The reported COMEX registered silver inventory pile dipped again this week, nearly breaking below 40 million ounces. The combination of deliverable registered and non-deliverable eligible piles is now just over 312 million ounces at the end of last week.

London silver warehouse pile continues to shrink to the lowest level on record. The data was updated today through the end of last month, September 2022.

It shows City of London silver vaults lost -45,166,000 troy ounces last month alone (picture mass quantities of 1,000 oz silver bars stacked on wooden shipping crates headed to India). For context, that is a silver hoard larger than the currently reported COMEX Registered category of 40,150,447 troy ounces.

Since the start of the #SilverSqueeze movement in Q1 2021, over -317,000,000 oz of reported silver bullion has left the combined London and COMEX silver warehouses. Silver industry data illustrates western investors and India have gotten their fair share of that vanishing silver pile.

The vast majority of reported silver in City of London bank depositories is already spoken for unsecured ETF silver. The USA’s COMEX exchange also counts large numbers of silver ETF metals within its eligible silver depository figures. The amount of silver bullion that could actually be pulled from either system is much tinier than the world is led to believe.

The amount of silver float in London (silver not owned by ETFs) when this chart gets updated might be less than 10,000 metric tons. A sum that is not much larger than what India alone will import in this year 2022.

The spot silver price closed last week just over $20 oz, and the daily gold prices finished just below $1,700 oz for the week's trading.

The gold-silver ratio fell slightly to close at 84 for the week dipping as low as 81 early in the week.

Despite the underlying fundamental bullishness for silver, market commentators and consultancy Metals Focus released a short-medium-term silver bearish note this week. Stating their belief that silver and gold spot prices in fiat US dollar terms still face headwinds to close this year as the fiat Federal Reserve looks to raise their federal funds rate again this month. Driving what they expect will be further relative strength in the fiat US dollar to come.

In terms perhaps one of the biggest risks underlying the global financial system at the moment has become the potential failure of major commercial bank names in Europe.

Credit default swap rates are climbing on major European bank names, reflecting the increasing amounts of insurance being bought in case the likes of Credit Suisse, BNP, Deutsche Bank, or UBS flat fail.

The Bank for International Settlements Financial Stability Board defines all four banks as Global Systemically Important Bank names. If any of these names failed, the amount of contingent derivative bet contagion could freeze the entire global financial system.

In late 2014, the G20, the world's largest twenty economies, signed supranational laws stating that the next banking failure crisis will not be met with bank bailouts but bank bail-ins (unsecured bank depositors and unsecured creditors being at major risk of forced losses in that case).
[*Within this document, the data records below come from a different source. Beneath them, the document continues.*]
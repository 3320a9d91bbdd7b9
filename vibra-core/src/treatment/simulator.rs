//! Treatment Effect Simulator
//!
//! ## State Machine
//!
//! Each point key owns at most one [`TreatmentEffectState`]. Applying a
//! treatment runs [`transition`], a pure function of the current state, the
//! treatment, the point's zone and the configuration:
//!
//! ```text
//!   absent ──seed──▶ { severity: 70, applied: [], locked: false }
//!                         │
//!            locked or severity <= floor? ──yes──▶ clamp to floor, lock (absorbing)
//!                         │ no
//!            n      = times this treatment was already applied here
//!            impact = round(base_impact[zone] · 0.7ⁿ)
//!                         │
//!            impact <= 0 ───────────────────────▶ no effect (nothing recorded)
//!                         │
//!            next = clamp(severity − impact, floor, 100)
//!            next == severity ──────────────────▶ no effect
//!                         │
//!            commit next, record treatment, locked = next <= floor
//! ```
//!
//! ## Diminishing Returns
//!
//! Repeating a treatment on the same point is 70% as effective as the
//! previous use. Rounding is half away from zero, so a 35-point bass trap
//! removes 35, then 25 (24.5 rounded), then 17.
//!
//! ## Ownership
//!
//! [`TreatmentSimulator`] owns the per-key map and is the only writer.
//! Every commit replaces the whole state for a key; readers never observe a
//! half-applied update. Clearing the map is the only other mutation.

use alloc::collections::BTreeMap;
use alloc::string::String;
use alloc::vec::Vec;

use crate::constants::treatment::{INITIAL_SEVERITY, MAX_SEVERITY, REPEAT_FACTOR, SEVERITY_FLOOR};
use crate::errors::{ConfigError, ConfigResult};
use crate::traits::{TreatmentLookup, Validatable};
use crate::zone::ZoneKind;

use super::{TreatmentDefinition, TreatmentId};

/// Severity model settings
#[derive(Debug, Clone, Copy, PartialEq)]
#[cfg_attr(feature = "serde", derive(serde::Serialize, serde::Deserialize))]
#[cfg_attr(feature = "serde", serde(default))]
pub struct SimulatorConfig {
    /// Severity seeded on a point's first treatment
    pub initial_severity: u8,
    /// Lowest reachable severity; reaching it locks the point
    pub floor: u8,
    /// Upper clamp
    pub max_severity: u8,
    /// Effectiveness of each repeat relative to the previous use
    pub repeat_factor: f64,
}

impl Default for SimulatorConfig {
    fn default() -> Self {
        Self {
            initial_severity: INITIAL_SEVERITY,
            floor: SEVERITY_FLOOR,
            max_severity: MAX_SEVERITY,
            repeat_factor: REPEAT_FACTOR,
        }
    }
}

impl SimulatorConfig {
    /// Custom model; requires `floor <= initial <= max <= 100` and a factor
    /// in `(0, 1]`
    pub fn new(
        initial_severity: u8,
        floor: u8,
        max_severity: u8,
        repeat_factor: f64,
    ) -> ConfigResult<Self> {
        let config = Self { initial_severity, floor, max_severity, repeat_factor };
        config.validate()?;
        Ok(config)
    }

    /// Check the settings are consistent
    pub fn validate(&self) -> ConfigResult<()> {
        if self.max_severity > MAX_SEVERITY {
            return Err(ConfigError::SeverityAboveCap {
                max: self.max_severity,
                cap: MAX_SEVERITY,
            });
        }
        if !(self.floor <= self.initial_severity && self.initial_severity <= self.max_severity) {
            return Err(ConfigError::SeverityOutOfOrder {
                floor: self.floor,
                initial: self.initial_severity,
                max: self.max_severity,
            });
        }
        if !self.repeat_factor.is_valid() || self.repeat_factor <= 0.0 || self.repeat_factor > 1.0 {
            return Err(ConfigError::RepeatFactorOutOfRange { factor: self.repeat_factor });
        }
        Ok(())
    }
}

/// Accumulated treatment effect at one point
#[derive(Debug, Clone, PartialEq, Eq)]
#[cfg_attr(feature = "serde", derive(serde::Serialize, serde::Deserialize))]
pub struct TreatmentEffectState {
    /// Remaining severity, within `[floor, max]`
    pub severity: u8,
    /// Treatments that changed severity, in order
    pub applied: Vec<TreatmentId>,
    /// Floor reached; further treatments are absorbed
    pub locked: bool,
}

impl TreatmentEffectState {
    /// Fresh state for a point's first treatment
    pub fn seeded(config: &SimulatorConfig) -> Self {
        Self {
            severity: config.initial_severity,
            applied: Vec::new(),
            locked: false,
        }
    }

    /// How many times `id` has been recorded here
    pub fn times_applied(&self, id: &str) -> usize {
        self.applied.iter().filter(|applied| applied.as_str() == id).count()
    }

    /// True once any treatment has been recorded
    pub fn has_applied(&self) -> bool {
        !self.applied.is_empty()
    }
}

/// What an application did
#[derive(Debug, Clone, Copy, PartialEq, Eq)]
pub enum ApplyOutcome {
    /// Severity dropped and the treatment was recorded
    Applied {
        /// Severity before
        previous: u8,
        /// Severity after
        severity: u8,
        /// Points requested after diminishing returns
        impact: u32,
        /// Floor reached by this application
        locked: bool,
    },
    /// Point is at the floor; nothing changes
    Locked {
        /// Floor severity
        severity: u8,
    },
    /// Treatment has no effect on this zone (or no longer any)
    NoEffect,
    /// Id not in the catalog
    UnknownTreatment,
    /// Key not in the deployed batch
    UnknownPoint,
}

impl ApplyOutcome {
    /// True when severity changed
    pub fn changed(&self) -> bool {
        matches!(self, ApplyOutcome::Applied { .. })
    }
}

/// Result of [`transition`]
#[derive(Debug, Clone, PartialEq, Eq)]
pub struct Transition {
    /// Replacement state to store, if any
    pub next: Option<TreatmentEffectState>,
    /// What happened
    pub outcome: ApplyOutcome,
}

impl Transition {
    fn unchanged(outcome: ApplyOutcome) -> Self {
        Self { next: None, outcome }
    }
}

/// Diminishing-returns impact of the `times_applied + 1`-th use
pub fn diminished_impact(base_impact: i32, times_applied: usize, repeat_factor: f64) -> i64 {
    let factor = libm::pow(repeat_factor, times_applied as f64);
    libm::round(base_impact as f64 * factor) as i64
}

/// Pure state transition for one treatment application
pub fn transition(
    current: Option<&TreatmentEffectState>,
    treatment: &TreatmentDefinition,
    zone: ZoneKind,
    config: &SimulatorConfig,
) -> Transition {
    let state = match current {
        Some(state) => state.clone(),
        None => TreatmentEffectState::seeded(config),
    };

    if state.locked || state.severity <= config.floor {
        let absorbed = TreatmentEffectState {
            severity: config.floor,
            applied: state.applied,
            locked: true,
        };
        let next = match current {
            Some(existing) if *existing == absorbed => None,
            _ => Some(absorbed),
        };
        return Transition {
            next,
            outcome: ApplyOutcome::Locked { severity: config.floor },
        };
    }

    let times = state.times_applied(treatment.id.as_str());
    let impact = diminished_impact(treatment.impact(zone), times, config.repeat_factor);
    if impact <= 0 {
        return Transition::unchanged(ApplyOutcome::NoEffect);
    }

    let previous = state.severity;
    let next_severity = (i64::from(previous) - impact)
        .clamp(i64::from(config.floor), i64::from(config.max_severity)) as u8;
    if next_severity == previous {
        return Transition::unchanged(ApplyOutcome::NoEffect);
    }

    let locked = next_severity <= config.floor;
    let mut applied = state.applied;
    applied.push(treatment.id.clone());

    Transition {
        next: Some(TreatmentEffectState {
            severity: next_severity,
            applied,
            locked,
        }),
        outcome: ApplyOutcome::Applied {
            previous,
            severity: next_severity,
            impact: u32::try_from(impact).unwrap_or(u32::MAX),
            locked,
        },
    }
}

/// Owner of every point's treatment state
#[derive(Debug, Clone, Default)]
pub struct TreatmentSimulator {
    config: SimulatorConfig,
    effects: BTreeMap<String, TreatmentEffectState>,
}

impl TreatmentSimulator {
    /// Empty simulator with a custom model
    pub fn new(config: SimulatorConfig) -> Self {
        Self {
            config,
            effects: BTreeMap::new(),
        }
    }

    /// Active model
    pub fn config(&self) -> &SimulatorConfig {
        &self.config
    }

    /// Apply a catalog treatment by id
    pub fn apply<C>(&mut self, key: &str, treatment_id: &str, zone: ZoneKind, catalog: &C) -> ApplyOutcome
    where
        C: TreatmentLookup + ?Sized,
    {
        match catalog.find(treatment_id) {
            Some(treatment) => self.apply_definition(key, treatment, zone),
            None => {
                log_warn!("Unknown treatment '{}' for point {}", treatment_id, key);
                ApplyOutcome::UnknownTreatment
            }
        }
    }

    /// Apply a treatment definition directly
    pub fn apply_definition(
        &mut self,
        key: &str,
        treatment: &TreatmentDefinition,
        zone: ZoneKind,
    ) -> ApplyOutcome {
        let Transition { next, outcome } =
            transition(self.effects.get(key), treatment, zone, &self.config);

        if let Some(state) = next {
            if state.locked {
                log_debug!("Point {} locked at severity {}", key, state.severity);
            }
            self.effects.insert(String::from(key), state);
        }

        log_trace!("{} on {} ({}): {:?}", treatment.id, key, zone, outcome);
        outcome
    }

    /// State for a key
    pub fn effect(&self, key: &str) -> Option<&TreatmentEffectState> {
        self.effects.get(key)
    }

    /// All states, ordered by key
    pub fn effects(&self) -> impl Iterator<Item = (&str, &TreatmentEffectState)> {
        self.effects.iter().map(|(key, state)| (key.as_str(), state))
    }

    /// Number of treated points
    pub fn len(&self) -> usize {
        self.effects.len()
    }

    /// True when no point has been treated
    pub fn is_empty(&self) -> bool {
        self.effects.is_empty()
    }

    /// Forget every state
    pub fn clear(&mut self) {
        self.effects.clear();
    }
}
We made the following video on this real ongoing threat of bank bail-ins in late 2019, these bank bankruptcy laws are still on the books.

It is ongoing underlying fundamental facts like these that are driving more investors worldwide, from India, China, the EU, and North America, to increasingly become their own banks by owning prudent stashes of bullion outright outside of the financial system.

Ongoing bullion industry data illustrates that this trend only appears to increase as the months and years progress.